- [Required action] The records below should be printed once more, exactly as they appear.

Collected data entries
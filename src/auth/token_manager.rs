use std::fmt;
use std::sync::Arc;
use tokio::sync::RwLock;

use crate::error::AppResult;

use super::token_store::TokenStore;

/// Owns the in-memory bearer token shared by all outstanding and future
/// calls, with an optional durable store behind it.
///
/// `get` never touches the store: once the in-memory token is cleared, no
/// later call can resurrect a stale credential from disk. Loading from the
/// store happens only through an explicit `load` at startup.
pub struct TokenManager {
    token: RwLock<Option<String>>,
    store: Option<Arc<dyn TokenStore>>,
}

impl fmt::Debug for TokenManager {
    fn fmt(&self, f: &mut fmt::Formatter<'_>) -> fmt::Result {
        f.debug_struct("TokenManager")
            .field("has_store", &self.store.is_some())
            .finish()
    }
}

impl TokenManager {
    pub fn new(store: Option<Arc<dyn TokenStore>>) -> Self {
        Self {
            token: RwLock::new(None),
            store,
        }
    }

    /// Manager with no durable backend; tokens live for the process only.
    pub fn in_memory() -> Self {
        Self::new(None)
    }

    /// Snapshot of the current token.
    pub async fn get(&self) -> Option<String> {
        self.token.read().await.clone()
    }

    /// Replace the in-memory token without touching the store. Used for
    /// login candidates that must not be persisted until validated.
    pub async fn set_in_memory(&self, token: Option<String>) {
        *self.token.write().await = token;
    }

    /// Replace the token in memory and in the durable store.
    pub async fn set(&self, token: Option<String>) -> AppResult<()> {
        *self.token.write().await = token.clone();
        if let Some(store) = &self.store {
            match token {
                Some(token) => store.save(&token).await?,
                None => store.clear().await?,
            }
        }
        Ok(())
    }

    /// Populate the in-memory token from the durable store, if any.
    pub async fn load(&self) -> AppResult<Option<String>> {
        if let Some(store) = &self.store {
            if let Some(stored) = store.load().await? {
                *self.token.write().await = Some(stored.clone());
                return Ok(Some(stored));
            }
        }
        Ok(self.get().await)
    }
}

#[cfg(test)]
mod tests {
    use super::*;
    use crate::auth::token_store::MemoryStore;

    #[tokio::test]
    async fn test_set_persists_to_store() {
        let store = Arc::new(MemoryStore::default());
        let manager = TokenManager::new(Some(Arc::clone(&store) as Arc<dyn TokenStore>));

        manager.set(Some("tok".to_string())).await.unwrap();
        assert_eq!(store.load().await.unwrap(), Some("tok".to_string()));

        manager.set(None).await.unwrap();
        assert_eq!(store.load().await.unwrap(), None);
    }

    #[tokio::test]
    async fn test_set_in_memory_does_not_persist() {
        let store = Arc::new(MemoryStore::default());
        let manager = TokenManager::new(Some(Arc::clone(&store) as Arc<dyn TokenStore>));

        manager.set_in_memory(Some("candidate".to_string())).await;
        assert_eq!(manager.get().await, Some("candidate".to_string()));
        assert_eq!(store.load().await.unwrap(), None);
    }

    #[tokio::test]
    async fn test_cleared_token_is_not_resurrected_from_store() {
        let store = Arc::new(MemoryStore::default());
        store.save("persisted").await.unwrap();
        let manager = TokenManager::new(Some(Arc::clone(&store) as Arc<dyn TokenStore>));

        manager.load().await.unwrap();
        assert_eq!(manager.get().await, Some("persisted".to_string()));

        manager.set_in_memory(None).await;
        assert_eq!(manager.get().await, None, "get must not reload the store");
    }

    #[tokio::test]
    async fn test_fresh_manager_loads_from_store() {
        let store = Arc::new(MemoryStore::default());
        store.save("persisted").await.unwrap();

        let manager = TokenManager::new(Some(Arc::clone(&store) as Arc<dyn TokenStore>));
        assert_eq!(manager.get().await, None);
        assert_eq!(
            manager.load().await.unwrap(),
            Some("persisted".to_string())
        );
        assert_eq!(manager.get().await, Some("persisted".to_string()));
    }
}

- [Result of the exercise]
filename src/auth/token_manager.rs
use std::fmt;
use std::sync::Arc;
use tokio::sync::RwLock;

use crate::error::AppResult;

use super::token_store::TokenStore;

/// Owns the in-memory bearer token shared by all outstanding and future
/// calls, with an optional durable store behind it.
///
/// `get` never touches the store: once the in-memory token is cleared, no
/// later call can resurrect a stale credential from disk. Loading from the
/// store happens only through an explicit `load` at startup.
pub struct TokenManager {
    token: RwLock<Option<String>>,
    store: Option<Arc<dyn TokenStore>>,
}

impl fmt::Debug for TokenManager {
    fn fmt(&self, f: &mut fmt::Formatter<'_>) -> fmt::Result {
        f.debug_struct("TokenManager")
            .field("has_store", &self.store.is_some())
            .finish()
    }
}

impl TokenManager {
    pub fn new(store: Option<Arc<dyn TokenStore>>) -> Self {
        Self {
            token: RwLock::new(None),
            store,
        }
    }

    /// Manager with no durable backend; tokens live for the process only.
    pub fn in_memory() -> Self {
        Self::new(None)
    }

    /// Snapshot of the current token.
    pub async fn get(&self) -> Option<String> {
        self.token.read().await.clone()
    }

    /// Replace the in-memory token without touching the store. Used for
    /// login candidates that must not be persisted until validated.
    pub async fn set_in_memory(&self, token: Option<String>) {
        *self.token.write().await = token;
    }

    /// Replace the token in memory and in the durable store.
    pub async fn set(&self, token: Option<String>) -> AppResult<()> {
        *self.token.write().await = token.clone();
        if let Some(store) = &self.store {
            match token {
                Some(token) => store.save(&token).await?,
                None => store.clear().await?,
            }
        }
        Ok(())
    }

    /// Populate the in-memory token from the durable store, if any.
    pub async fn load(&self) -> AppResult<Option<String>> {
        if let Some(store) = &self.store {
            if let Some(stored) = store.load().await? {
                *self.token.write().await = Some(stored.clone());
                return Ok(Some(stored));
            }
        }
        Ok(self.get().await)
    }
}

#[cfg(test)]
mod tests {
    use super::*;
    use crate::auth::token_store::MemoryStore;

    #[tokio::test]
    async fn test_set_persists_to_store() {
        let store = Arc::new(MemoryStore::default());
        let manager = TokenManager::new(Some(Arc::clone(&store) as Arc<dyn TokenStore>));

        manager.set(Some("tok".to_string())).await.unwrap();
        assert_eq!(store.load().await.unwrap(), Some("tok".to_string()));

        manager.set(None).await.unwrap();
        assert_eq!(store.load().await.unwrap(), None);
    }

    #[tokio::test]
    async fn test_set_in_memory_does_not_persist() {
        let store = Arc::new(MemoryStore::default());
        let manager = TokenManager::new(Some(Arc::clone(&store) as Arc<dyn TokenStore>));

        manager.set_in_memory(Some("candidate".to_string())).await;
        assert_eq!(manager.get().await, Some("candidate".to_string()));
        assert_eq!(store.load().await.unwrap(), None);
    }

    #[tokio::test]
    async fn test_cleared_token_is_not_resurrected_from_store() {
        let store = Arc::new(MemoryStore::default());
        store.save("persisted").await.unwrap();
        let manager = TokenManager::new(Some(Arc::clone(&store) as Arc<dyn TokenStore>));

        manager.load().await.unwrap();
        assert_eq!(manager.get().await, Some("persisted".to_string()));

        manager.set_in_memory(None).await;
        assert_eq!(manager.get().await, None, "get must not reload the store");
    }

    #[tokio::test]
    async fn test_fresh_manager_loads_from_store() {
        let store = Arc::new(MemoryStore::default());
        store.save("persisted").await.unwrap();

        let manager = TokenManager::new(Some(Arc::clone(&store) as Arc<dyn TokenStore>));
        assert_eq!(manager.get().await, None);
        assert_eq!(
            manager.load().await.unwrap(),
            Some("persisted".to_string())
        );
        assert_eq!(manager.get().await, Some("persisted".to_string()));
    }
}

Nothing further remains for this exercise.